The cones are globose, 2–4 cm long and 2–3 cm broad when closed, green at first, ripening yellow-brown when 16–18 months old, with only a small number of thin, fragile scales, typically 6-12 fertile scales. The cones open to 3–5 cm broad when mature, holding the seeds on the scales after opening. The seeds are 9–12 mm long, with a thick shell, a white endosperm, and a vestigial 1–2 mm wing; they are dispersed by the Mexican jay, which plucks the seeds out of the open cones. The jay, which uses the seeds as a major food resource, stores many of the seeds for later use; some of these stored seeds are not used and are able to grow into new trees.

Pinus johannis is nearly dioecious: nearly all individuals produce either male or female cones only, and trees do not appear to change their sex expression over time.

==History==
Pinus johannis is a recently described pinyon pine, discovered by Elbert L. Little in 1968 when comparing pinyons growing in Arizona with those of typical Mexican pinyon (Pinus cembroides) in Mexico; he described it as a variety of Mexican pinyon, Pinus cembroides var. bicolor, noting the very different stomatal placing on the leaves; it also differs in needle number, with 3–4 per fascicle, rather than 2–3; in the cones having thinner scales; and in having a denser, more rounded crown. Further research by the French botanist Marie-Françoise Robert-Passini, the American botanists Dana K. Bailey and Frank G. Hawksworth and others, has shown that it is better treated as a distinct species. Although often occurring together with Mexican pinyon, it is reproductively isolated from that by its pollination being a month to two months later in summer, rather than in spring, thereby preventing hybridisation.

As Robert-Passini and Bailey & Hawksworth were working in different areas at about the same time, it was raised to species rank twice, first as Pinus johannis by Robert-Passini (naming it after her husband Jean) examining specimens in the Sierra Madre Oriental in Mexico, and then later as Pinus discolor by Bailey & Hawksworth examining specimens in the northern Sierra Madre Occidental in Arizona.

There are slight differences between the plants in the two ranges; those in the eastern being more shrubby and with larger cones than those in the western range, and also differences in the resin composition; they are though generally very similar and recognition of both as separate species from each other does not appear warranted.

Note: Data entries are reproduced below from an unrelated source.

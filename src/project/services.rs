use std::sync::Arc;

use crate::compute::{CavServer, ScoutImageDataset};
use crate::config::SyncConfig;
use crate::storage::ProjectStorage;

/// Remote collaborators shared by every open project.
#[derive(Clone)]
pub struct Services {
    pub storage: Arc<dyn ProjectStorage>,
    pub compute: Arc<dyn CavServer>,
    pub scouts: Arc<ScoutImageDataset>,
}

impl Services {
    pub fn new(
        storage: Arc<dyn ProjectStorage>,
        compute: Arc<dyn CavServer>,
        config: &SyncConfig,
    ) -> Self {
        let scouts = Arc::new(ScoutImageDataset::new(
            Arc::clone(&compute),
            config.negative_dataset.clone(),
        ));
        Services {
            storage,
            compute,
            scouts,
        }
    }

    /// HTTP storage and compute clients pointed at `config.server_url`.
    #[cfg(feature = "http")]
    pub fn http(config: &SyncConfig) -> Self {
        let storage = Arc::new(crate::storage::HttpProjectStorage::new(
            config.server_url.clone(),
        ));
        let compute = Arc::new(crate::compute::HttpCavServer::new(config));
        Self::new(storage, compute, config)
    }
}
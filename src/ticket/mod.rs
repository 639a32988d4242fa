//! Deduplicating, serially drained fetch cache.

mod cache;
mod inspect;

pub use cache::{Ticket, TicketCache, TicketStatus};
pub use inspect::InspectCache;
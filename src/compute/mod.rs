//! The CAV compute server: uploads, learning, crops and scout datasets.

#[cfg(feature = "http")]
mod http;
mod in_memory;
mod scout;

use async_trait::async_trait;
use serde::{Deserialize, Serialize};

use crate::error::TransportError;
use crate::image::{ServerImage, TrainingImageRecord, UploadPayload};
use crate::snapshot::ModelLayer;

#[cfg(feature = "http")]
pub use http::HttpCavServer;
pub use in_memory::InMemoryCavServer;
pub use scout::ScoutImageDataset;

/// Training data for one learning request.
#[derive(Debug, Clone, PartialEq, Eq)]
pub struct CavRequest {
    pub positive_images: Vec<TrainingImageRecord>,
    pub negative_images: Vec<TrainingImageRecord>,
    /// Custom search images; `None` searches the server's built-in dataset.
    pub search_images: Option<Vec<ServerImage>>,
    pub model_layer: ModelLayer,
}

#[derive(Debug, Clone, PartialEq, Eq, Serialize, Deserialize)]
pub struct CavResult {
    pub result_images: Vec<ServerImage>,
    pub cav_id: String,
    pub cav_string: String,
}

/// Rectangle in image pixel space.
#[derive(Debug, Clone, Copy, PartialEq, Serialize, Deserialize)]
pub struct CropSpec {
    pub x: f64,
    pub y: f64,
    pub width: f64,
    pub height: f64,
}

#[derive(Debug, Clone, PartialEq, Serialize, Deserialize)]
pub struct CropsResponse {
    pub top_crop: CropSpec,
    pub crops: Vec<CropSpec>,
    pub scores: Vec<f64>,
}

#[derive(Debug, Clone, Copy, PartialEq, Eq, Default)]
pub enum ImageFormat {
    /// 224x224 PNG.
    #[default]
    Thumbnail,
    /// 1200x1200 JPEG.
    Jpeg,
}

/// Public URL of a server image.
///
/// User uploads live under `media/`; built-in dataset images are static.
pub fn image_url(server_url: &str, image: &ServerImage, format: ImageFormat) -> String {
    let server_url = server_url.trim_end_matches('/');
    let folder = if image.user_generated {
        format!("{server_url}/media/cav-content")
    } else {
        format!("{server_url}/static-cav-content")
    };
    match format {
        ImageFormat::Thumbnail => format!("{folder}/{}.1x.224x224.png", image.id),
        ImageFormat::Jpeg => format!("{folder}/{}.1x.1200x1200.jpg", image.id),
    }
}

#[async_trait]
pub trait CavServer: Send + Sync {
    async fn upload_image(&self, payload: &UploadPayload) -> Result<ServerImage, TransportError>;

    async fn generate_cav(&self, request: &CavRequest) -> Result<CavResult, TransportError>;

    async fn get_image_crops(
        &self,
        image: &ServerImage,
        cav_id: &str,
    ) -> Result<CropsResponse, TransportError>;

    /// Images of a named server-side dataset.
    async fn get_image_set(&self, name: &str) -> Result<Vec<TrainingImageRecord>, TransportError>;
}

Some botanists also still include P. johannis in Mexican pinyon as a variety or even not distinguished at all, accounting for reports of "Mexican pinyon" in Arizona and New Mexico. This is despite the two frequently occurring together at the same sites with no hybridisation.

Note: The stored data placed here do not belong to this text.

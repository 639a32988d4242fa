use std::collections::HashMap;
use std::sync::Arc;

use async_trait::async_trait;
use parking_lot::RwLock;

use crate::error::TransportError;
use crate::snapshot::{CustomSearchSet, ProjectSnapshot};

use super::{CopySnapshot, ProjectStorage, ProjectSummary, SnapshotSummary};

#[derive(Clone)]
struct Stored<T> {
    data: T,
    deleted: bool,
}

impl<T> Stored<T> {
    fn live(data: T) -> Self {
        Stored {
            data,
            deleted: false,
        }
    }
}

#[derive(Default)]
struct Tables {
    snapshots: HashMap<String, Stored<ProjectSnapshot>>,
    search_sets: HashMap<String, Stored<CustomSearchSet>>,
    failing_saves: usize,
    save_attempts: usize,
}

/// In-memory storage backed by `Arc<RwLock<HashMap>>`.
///
/// Cloning shares the same tables.
#[derive(Clone, Default)]
pub struct InMemoryProjectStorage {
    tables: Arc<RwLock<Tables>>,
}

impl InMemoryProjectStorage {
    pub fn new() -> Self {
        Self::default()
    }

    /// Stored snapshots, deleted ones included.
    pub fn snapshot_count(&self) -> usize {
        self.tables.read().snapshots.len()
    }

    /// Make the next `count` calls to `set_snapshot` fail with a network error.
    pub fn fail_next_saves(&self, count: usize) {
        self.tables.write().failing_saves = count;
    }

    /// Calls to `set_snapshot` so far, failed ones included.
    pub fn save_attempts(&self) -> usize {
        self.tables.read().save_attempts
    }

    pub fn is_snapshot_deleted(&self, snapshot_id: &str) -> bool {
        self.tables
            .read()
            .snapshots
            .get(snapshot_id)
            .is_some_and(|s| s.deleted)
    }
}

fn not_found(kind: &str, id: &str) -> TransportError {
    TransportError::NotFound(format!("{kind} {id}"))
}

#[async_trait]
impl ProjectStorage for InMemoryProjectStorage {
    async fn get_snapshot(&self, snapshot_id: &str) -> Result<ProjectSnapshot, TransportError> {
        self.tables
            .read()
            .snapshots
            .get(snapshot_id)
            .map(|s| s.data.clone())
            .ok_or_else(|| not_found("snapshot", snapshot_id))
    }

    async fn set_snapshot(
        &self,
        _project_id: &str,
        snapshot_id: &str,
        content: &ProjectSnapshot,
    ) -> Result<(), TransportError> {
        let mut tables = self.tables.write();
        tables.save_attempts += 1;
        if tables.failing_saves > 0 {
            tables.failing_saves -= 1;
            return Err(TransportError::Network("injected save failure".into()));
        }
        tables
            .snapshots
            .insert(snapshot_id.to_string(), Stored::live(content.clone()));
        Ok(())
    }

    async fn delete_snapshot(&self, snapshot_id: &str) -> Result<(), TransportError> {
        let mut tables = self.tables.write();
        let stored = tables
            .snapshots
            .get_mut(snapshot_id)
            .ok_or_else(|| not_found("snapshot", snapshot_id))?;
        stored.deleted = true;
        Ok(())
    }

    async fn list_snapshots_for_project(
        &self,
        snapshot_id: &str,
    ) -> Result<Vec<ProjectSnapshot>, TransportError> {
        let tables = self.tables.read();
        let project_id = tables
            .snapshots
            .get(snapshot_id)
            .map(|s| s.data.project_id.clone())
            .ok_or_else(|| not_found("snapshot", snapshot_id))?;

        let mut snapshots: Vec<ProjectSnapshot> = tables
            .snapshots
            .values()
            .filter(|s| s.data.project_id == project_id)
            .map(|s| s.data.clone())
            .collect();
        snapshots.sort_by(|a, b| b.date.cmp(&a.date));
        Ok(snapshots)
    }

    async fn get_user_projects_summary(&self) -> Result<Vec<ProjectSummary>, TransportError> {
        let tables = self.tables.read();
        let mut latest: HashMap<&str, &Stored<ProjectSnapshot>> = HashMap::new();
        for stored in tables.snapshots.values() {
            let entry = latest.entry(stored.data.project_id.as_str()).or_insert(stored);
            if stored.data.date > entry.data.date {
                *entry = stored;
            }
        }

        // a project whose newest snapshot was deleted is hidden
        let mut summaries: Vec<ProjectSummary> = latest
            .into_iter()
            .filter(|(_, stored)| !stored.deleted)
            .map(|(project_id, stored)| ProjectSummary {
                id: project_id.to_string(),
                latest_snapshot: SnapshotSummary::of(&stored.data),
            })
            .collect();
        summaries.sort_by(|a, b| b.latest_snapshot.date.cmp(&a.latest_snapshot.date));
        Ok(summaries)
    }

    async fn get_search_sets(&self) -> Result<Vec<CustomSearchSet>, TransportError> {
        Ok(self
            .tables
            .read()
            .search_sets
            .values()
            .filter(|s| !s.deleted)
            .map(|s| s.data.clone())
            .collect())
    }

    async fn get_search_set(&self, search_set_id: &str) -> Result<CustomSearchSet, TransportError> {
        self.tables
            .read()
            .search_sets
            .get(search_set_id)
            .map(|s| s.data.clone())
            .ok_or_else(|| not_found("search set", search_set_id))
    }

    async fn set_search_set(
        &self,
        search_set_id: &str,
        content: &CustomSearchSet,
    ) -> Result<(), TransportError> {
        self.tables
            .write()
            .search_sets
            .insert(search_set_id.to_string(), Stored::live(content.clone()));
        Ok(())
    }

    async fn delete_search_set(&self, search_set_id: &str) -> Result<(), TransportError> {
        let mut tables = self.tables.write();
        let stored = tables
            .search_sets
            .get_mut(search_set_id)
            .ok_or_else(|| not_found("search set", search_set_id))?;
        stored.deleted = true;
        Ok(())
    }

    async fn copy_snapshot_to_new_project(
        &self,
        copy: &CopySnapshot,
    ) -> Result<(), TransportError> {
        let mut tables = self.tables.write();
        let mut snapshot = tables
            .snapshots
            .get(&copy.src_snapshot_id)
            .map(|s| s.data.clone())
            .ok_or_else(|| not_found("snapshot", &copy.src_snapshot_id))?;
        snapshot.snapshot_id = copy.dst_snapshot_id.clone();
        snapshot.project_id = copy.dst_project_id.clone();
        snapshot.name = Some(copy.dst_name.clone());
        tables
            .snapshots
            .insert(copy.dst_snapshot_id.clone(), Stored::live(snapshot));
        Ok(())
    }
}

Pinus johannis is most closely allied to Orizaba pinyon (Pinus orizabensis) and Potosi pinyon (Pinus culminicola), with which it shares the leaf structure with the stomata confined to the inner faces; it differs from the former in the smaller cones and seeds, and from the latter in fewer needles per fascicle (3–4 vs 5).

==Uses==
The edible pine nut seeds are collected in Mexico to a small extent.

The white-glaucous inner surfaces of the needles make it a very attractive small tree, suitable for parks and large gardens.